5.2. In definitiva, come, anche di recente, statuito dalla giurisprudenza, “ai fini dell’accertamento della responsabilità, perché si configuri la colpa dell’amministrazione, occorre avere riguardo al carattere ed al contenuto della regola di azione violata: se la stessa è chiara, univoca, cogente, in caso di sua violazione, si dovrà riconoscere la sussistenza dell’elemento psicologico. Al contrario, se il canone della condotta amministrativa è ambiguo, equivoco o, comunque, costruito in modo tale da affidare all’autorità pubblica un elevato grado di discrezionalità, la colpa potrà sussistere solo nelle ipotesi in cui il potere è stato esercitato in palese spregio delle menzionate regole di imparzialità, correttezza e buona fede, proporzionalità e ragionevolezza, con la conseguenza che ogni altra violazione del diritto oggettivo resta assorbita nel perimetro dell’errore scusabile, ai sensi dell’art. 5 c.p.” (cfr. Consiglio di Stato, n. 4050/2023 già citata e giurisprudenza ivi richiamata)”.

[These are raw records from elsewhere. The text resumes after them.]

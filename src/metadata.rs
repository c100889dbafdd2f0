//! Texture metadata capability for the metadata generation mode.
//!
//! The metadata mode would build each descriptor from properties read out
//! of the texture itself (alpha channel, dominant colour) instead of from a
//! template. No extractor exists yet; selecting the mode fails up front.

use crate::error::{Result, VmtError};
use std::path::Path;

/// Name reported when the metadata mode is requested
pub const METADATA_MODE: &str = "metadata";

/// Properties a descriptor could be derived from
#[derive(Debug, Clone, Copy, PartialEq)]
pub struct TextureMetadata {
    /// Image format carries an alpha channel (would map to `$translucent`)
    pub has_alpha: bool,
    /// Hue of the reflectivity vector, in `[0, 1]`
    pub dominant_hue: f32,
    /// Average reflectivity stored in the texture header
    pub reflectivity: [f32; 3],
}

/// Reads [`TextureMetadata`] from an image file
pub trait MetadataExtractor {
    /// # Errors
    ///
    /// Returns an error if the texture can't be read or parsed.
    fn extract(&self, path: &Path) -> Result<TextureMetadata>;
}

/// Stand-in extractor that always reports the mode as unimplemented
#[derive(Debug, Clone, Copy, Default)]
pub struct PendingExtractor;

impl MetadataExtractor for PendingExtractor {
    fn extract(&self, _path: &Path) -> Result<TextureMetadata> {
        Err(unimplemented_mode())
    }
}

/// Error raised whenever the metadata mode is selected
#[must_use]
pub fn unimplemented_mode() -> VmtError {
    VmtError::UnimplementedMode {
        mode: METADATA_MODE.to_string(),
    }
}

#[cfg(test)]
mod tests {
    use super::*;

    struct FixedExtractor(TextureMetadata);

    impl MetadataExtractor for FixedExtractor {
        fn extract(&self, _path: &Path) -> Result<TextureMetadata> {
            Ok(self.0)
        }
    }

    #[test]
    fn test_pending_extractor_is_unimplemented() {
        let result = PendingExtractor.extract(Path::new("brick.vtf"));
        assert!(matches!(
            result,
            Err(VmtError::UnimplementedMode { ref mode }) if mode == METADATA_MODE
        ));
    }

    #[test]
    fn test_extractor_is_object_safe() {
        let metadata = TextureMetadata {
            has_alpha: true,
            dominant_hue: 0.5,
            reflectivity: [0.2, 0.4, 0.4],
        };
        let extractors: Vec<Box<dyn MetadataExtractor>> = vec![
            Box::new(PendingExtractor),
            Box::new(FixedExtractor(metadata)),
        ];

        assert!(extractors[0].extract(Path::new("glass.vtf")).is_err());
        assert_eq!(
            extractors[1].extract(Path::new("glass.vtf")).unwrap(),
            metadata
        );
    }
}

5.3. Ebbene, applicando le illustrate coordinate interpretative alla fattispecie in esame, non può negarsi che la fattispecie legittimante l’esercizio del potere interdittivo sia costruita in modo da attribuire all’Amministrazione un ampio margine di apprezzamento discrezionale, insito nella funzione dell’informativa antimafia di attestare la “sussistenza o meno di eventuali tentativi di infiltrazione mafiosa tendenti a condizionare le scelte e gli indirizzi delle società o imprese interessate indicati nel comma 4”, ex art. 84, comma 3, d.lvo n. 159/2011.
5.4. La norma attributiva del potere interdittivo è quindi formulata in termini estremamente elastici, al fine di garantire il costante adeguamento dell’istituto alla cangiante conformazione del fenomeno mafioso ed alla sua mutevole insidiosità, in quanto l’efficacia dello strumentario preventivo risulterebbe inevitabilmente indebolita se il ricorso allo stesso fosse subordinato alla sussistenza di presupposti tipizzati in maniera tassativa e statica dal legislatore.

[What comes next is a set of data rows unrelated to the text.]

use crate::error::{Result, VmtError};
use crate::fs_utils::read_file_contents;
use std::fmt;
use std::path::PathBuf;

/// Placeholder bound to each candidate's stem
pub const FILENAME_KEYWORD: &str = "filename";

/// Immutable template text holding `<keyword>` placeholders
#[derive(Debug, Clone, PartialEq, Eq)]
pub struct Template(String);

impl Template {
    pub fn new(text: impl Into<String>) -> Self {
        Self(text.into())
    }

    #[must_use]
    pub fn as_str(&self) -> &str {
        &self.0
    }
}

impl fmt::Display for Template {
    fn fmt(&self, f: &mut fmt::Formatter<'_>) -> fmt::Result {
        f.write_str(&self.0)
    }
}

/// Keyword to replacement mapping, applied in insertion order.
///
/// Keywords are stored without angle brackets. Inserting an existing
/// keyword replaces its value but keeps its original position.
#[derive(Debug, Clone, Default, PartialEq, Eq)]
pub struct SubstitutionMap {
    entries: Vec<(String, String)>,
}

impl SubstitutionMap {
    #[must_use]
    pub fn new() -> Self {
        Self::default()
    }

    pub fn insert(&mut self, keyword: impl Into<String>, replacement: impl Into<String>) {
        let keyword = keyword.into();
        let replacement = replacement.into();
        match self.entries.iter_mut().find(|(k, _)| *k == keyword) {
            Some(entry) => entry.1 = replacement,
            None => self.entries.push((keyword, replacement)),
        }
    }

    #[must_use]
    pub fn get(&self, keyword: &str) -> Option<&str> {
        self.entries
            .iter()
            .find(|(k, _)| k == keyword)
            .map(|(_, v)| v.as_str())
    }

    /// Whether the reserved `filename` keyword was overridden.
    /// Allowed, but every descriptor in the batch will then be identical.
    #[must_use]
    pub fn overrides_filename(&self) -> bool {
        self.get(FILENAME_KEYWORD).is_some()
    }

    pub fn iter(&self) -> impl Iterator<Item = (&str, &str)> {
        self.entries.iter().map(|(k, v)| (k.as_str(), v.as_str()))
    }

    #[must_use]
    pub fn len(&self) -> usize {
        self.entries.len()
    }

    #[must_use]
    pub fn is_empty(&self) -> bool {
        self.entries.is_empty()
    }
}

impl<K: Into<String>, V: Into<String>> FromIterator<(K, V)> for SubstitutionMap {
    fn from_iter<I: IntoIterator<Item = (K, V)>>(iter: I) -> Self {
        let mut map = Self::new();
        for (k, v) in iter {
            map.insert(k, v);
        }
        map
    }
}

/// Expands `template` for one candidate.
///
/// Every `<keyword>` from `substitutions` is replaced in map order, then
/// every `<filename>` is replaced with `filename`. Replacements may
/// themselves contain `<filename>` (e.g. `bumpmap:<filename>_bump`).
/// Unknown placeholders are left in the output untouched.
#[must_use]
pub fn expand(template: &Template, substitutions: &SubstitutionMap, filename: &str) -> String {
    let mut text = template.as_str().to_string();
    for (keyword, replacement) in substitutions.iter() {
        text = text.replace(&format!("<{keyword}>"), replacement);
    }
    text.replace(&format!("<{FILENAME_KEYWORD}>"), filename)
}

/// Parses a CLI `keyword:replacement` entry.
///
/// Exactly one `:` is required, so replacement text can't contain colons.
/// Angle brackets around the keyword are optional.
///
/// # Errors
///
/// Returns `VmtError::InvalidSubstitution` if the colon count is wrong or
/// the keyword is empty.
pub fn parse_substitution(entry: &str) -> Result<(String, String)> {
    let invalid = |reason: &str| VmtError::InvalidSubstitution {
        entry: entry.to_string(),
        reason: reason.to_string(),
    };

    let mut parts = entry.split(':');
    let (Some(keyword), Some(replacement), None) = (parts.next(), parts.next(), parts.next())
    else {
        return Err(invalid("expected KEYWORD:REPLACEMENT with exactly one ':'"));
    };

    let keyword = keyword.trim_start_matches('<').trim_end_matches('>');
    if keyword.is_empty() {
        return Err(invalid("keyword is empty"));
    }

    Ok((keyword.to_string(), replacement.to_string()))
}

/// Where the template text comes from
#[derive(Debug, Clone, PartialEq, Eq)]
pub enum TemplateSource {
    /// Template text given directly, for library use
    Literal(String),
    /// Template read from a file
    File(PathBuf),
}

impl TemplateSource {
    /// Builds a source from a string that is either a path or literal text
    pub fn from_parts(path_or_literal: impl Into<String>, is_path: bool) -> Self {
        let value = path_or_literal.into();
        if is_path {
            Self::File(PathBuf::from(value))
        } else {
            Self::Literal(value)
        }
    }

    /// Loads the template. Called once per batch, before any candidate.
    ///
    /// # Errors
    ///
    /// - `VmtError::FileNotFound` if the template file is missing.
    /// - `VmtError::Io` if the file can't be read as UTF-8 text.
    pub fn load(&self) -> Result<Template> {
        match self {
            Self::Literal(text) => Ok(Template::new(text.clone())),
            Self::File(path) => read_file_contents(path).map(Template::new),
        }
    }
}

5.5. Lo stesso criterio di foggia giurisprudenziale del “più probabile che non”, cui la Prefettura ha dichiarato di attenersi nell’adozione del provvedimento interdittivo, non elide ogni margine di indeterminatezza della fattispecie normativa, ma rimette all’Amministrazione il compito, affatto semplice, di farne concreta applicazione, nel rispetto dei principi di adeguatezza istruttoria, logicità e proporzionalità che costituiscono i canoni ispiratori del potere discrezionale.
5.6. Ne consegue che in tanto potrà riconoscersi la colpa dell’Amministrazione nell’adozione di un provvedimento interdittivo rivelatosi illegittimo, in quanto esso si fondi su una istruttoria vistosamente carente ovvero su una prognosi interdittiva caratterizzata da evidenti travisamenti fattuali o palesi incongruenze di carattere logico-deduttivo.